Diarrhoea is one of the most commonly occurring diseases. This article presents a review of the current state of the treatment of acute infectious diarrhoea, as well as of the most important pathogens. The general principles of the therapy of diarrhoea are exemplified, followed by a description of the targeted antimicrobial therapy of the most important bacterial gastrointestinal infections, including salmonellosis, shigellosis and Campylobacter infections, as well as infections with pathogenic Escherichia coli strains, yersiniosis and cholera. Diarrhoea caused by toxigenic Clostridium difficile strains has increased in incidence and in severity. These infections will therefore be described in detail, including important new aspects of treatment.

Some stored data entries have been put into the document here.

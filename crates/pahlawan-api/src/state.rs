//! # Application State
//!
//! Configuration read once at startup and the shared state handed to every
//! handler. The upload pipeline itself is stateless between requests; the
//! only cross-request state lives in the content store.

use std::sync::Arc;
use std::time::Duration;

use pahlawan_content_client::{ConfigError, ContentStore};

use crate::orchestration::{UploadPipeline, UploadSettings};

/// Default listen port.
pub const DEFAULT_PORT: u16 = 8080;

/// Default request body limit (10 MiB). Images travel base64-encoded
/// inside JSON, so the limit applies to the encoded form.
pub const DEFAULT_MAX_BODY_BYTES: usize = 10 * 1024 * 1024;

/// Which content store backs the service.
#[derive(Debug, Clone, Copy, PartialEq, Eq, Default)]
pub enum StoreKind {
    /// GitHub contents API, configured by `GITHUB_*`.
    #[default]
    GitHub,
    /// Process-local in-memory store. Nothing survives a restart.
    Memory,
}

impl StoreKind {
    fn parse(value: &str) -> Option<Self> {
        match value.trim().to_ascii_lowercase().as_str() {
            "github" => Some(Self::GitHub),
            "memory" => Some(Self::Memory),
            _ => None,
        }
    }
}

/// Service configuration.
#[derive(Debug, Clone, PartialEq, Eq)]
pub struct AppConfig {
    /// Port to bind the HTTP server to.
    pub port: u16,
    /// Largest accepted request body, in bytes.
    pub max_body_bytes: usize,
    /// Content store backend.
    pub store_kind: StoreKind,
    /// Pipeline paths and index retry behaviour.
    pub upload: UploadSettings,
}

impl Default for AppConfig {
    fn default() -> Self {
        Self {
            port: DEFAULT_PORT,
            max_body_bytes: DEFAULT_MAX_BODY_BYTES,
            store_kind: StoreKind::default(),
            upload: UploadSettings::default(),
        }
    }
}

impl AppConfig {
    /// Read configuration from the process environment.
    ///
    /// | Variable | Default |
    /// |----------|---------|
    /// | `PORT` | `8080` |
    /// | `MAX_BODY_BYTES` | `10485760` |
    /// | `CONTENT_STORE` | `github` |
    /// | `INDEX_WRITE_ATTEMPTS` | `3` |
    /// | `INDEX_RETRY_BACKOFF_MS` | `100` |
    ///
    /// Unparseable values fall back to the default.
    pub fn from_env() -> Self {
        Self::from_lookup(|var| std::env::var(var).ok())
    }

    /// Same as [`from_env`](Self::from_env) with an injectable lookup.
    pub fn from_lookup(lookup: impl Fn(&str) -> Option<String>) -> Self {
        let defaults = Self::default();

        let store_kind = match lookup("CONTENT_STORE") {
            None => defaults.store_kind,
            Some(raw) => StoreKind::parse(&raw).unwrap_or_else(|| {
                tracing::warn!(value = %raw, "unknown CONTENT_STORE; using github");
                StoreKind::GitHub
            }),
        };

        let upload = UploadSettings {
            index_attempts: parsed(&lookup, "INDEX_WRITE_ATTEMPTS")
                .filter(|n: &u32| *n >= 1)
                .unwrap_or(defaults.upload.index_attempts),
            retry_backoff: parsed(&lookup, "INDEX_RETRY_BACKOFF_MS")
                .map(Duration::from_millis)
                .unwrap_or(defaults.upload.retry_backoff),
            ..defaults.upload
        };

        Self {
            port: parsed(&lookup, "PORT").unwrap_or(defaults.port),
            max_body_bytes: parsed(&lookup, "MAX_BODY_BYTES").unwrap_or(defaults.max_body_bytes),
            store_kind,
            upload,
        }
    }
}

fn parsed<T: std::str::FromStr>(lookup: &impl Fn(&str) -> Option<String>, var: &str) -> Option<T> {
    lookup(var).and_then(|raw| raw.trim().parse().ok())
}

/// Shared application state, cloned into every handler.
#[derive(Debug, Clone)]
pub struct AppState {
    /// Startup configuration.
    pub config: AppConfig,
    /// The upload orchestrator.
    pub pipeline: Arc<UploadPipeline>,
}

impl AppState {
    /// Build state over a content store, or over the reason there is none.
    pub fn new(config: AppConfig, store: Result<Arc<dyn ContentStore>, ConfigError>) -> Self {
        let pipeline = UploadPipeline::new(store, config.upload.clone());
        Self {
            config,
            pipeline: Arc::new(pipeline),
        }
    }

    /// State over a configured store with default configuration.
    pub fn with_store(store: Arc<dyn ContentStore>) -> Self {
        Self::new(AppConfig::default(), Ok(store))
    }
}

Symptomatic therapy is still the most important component of the treatment of infectious diarrhoea. However, empirical antibiotic therapy should be considered for severely ill patients with a high frequency of stools, fever, bloody diarrhoea, underlying immune deficiency, advanced age or significant comorbidities. Increasing resistance, in particular against fluoroquinolones, must be taken into consideration. Therapy with motility inhibitors is not recommended for Shiga toxin-producing Escherichia coli (STEC) infections, Clostridium difficile infections (CDI), and severe colitis. The macrocyclic antibiotic fidaxomicin can reduce the rate of recurrent disease in CDI. Furthermore, evidence for the benefits of faecal microbiota transplantation as a treatment option for multiple recurrences of CDI is increasing. In conclusion, the treatment of acute diarrhoea is still primarily supportive. General empirical antibiotic therapy for acute diarrhoea is not evidence-based.

摘要

腹泻是最常见的疾病之一。本文综述了急性感染性腹泻的治疗现状和最重要的病原体。阐述了腹泻治疗的一般原则,随后描述了最重要的细菌性胃肠道感染(包括沙门氏菌病、志贺氏菌病和弯曲菌感染,以及致病性大肠杆菌菌株、耶尔森菌病和霍乱感染)的靶向抗菌治疗。产毒艰难梭菌菌株引起的腹泻发病率和严重程度都有所增加。因此,这些感染将被详细描述,包括治疗的重要新方面。对症治疗仍然是感染性腹泻治疗的最重要组成部分。然而,对于粪便频率高、发热、血性腹泻、潜在免疫缺陷、高龄或严重合并症的重病患者,应考虑经验性抗生素治疗。特别是对氟喹诺酮类药物的耐药性增加必须加以考虑。动力抑制剂治疗不推荐用于产志贺毒素大肠杆菌(STEC)感染、艰难梭菌感染(CDI)和严重结肠炎。大环内酯类抗生素非达霉素可降低 CDI 复发率。此外,粪便微生物群移植作为 CDI 多次复发的治疗选择的益处证据正在增加。总之,急性腹泻的治疗仍然主要是支持性的。急性腹泻的一般经验性抗生素治疗没有循证医学证据。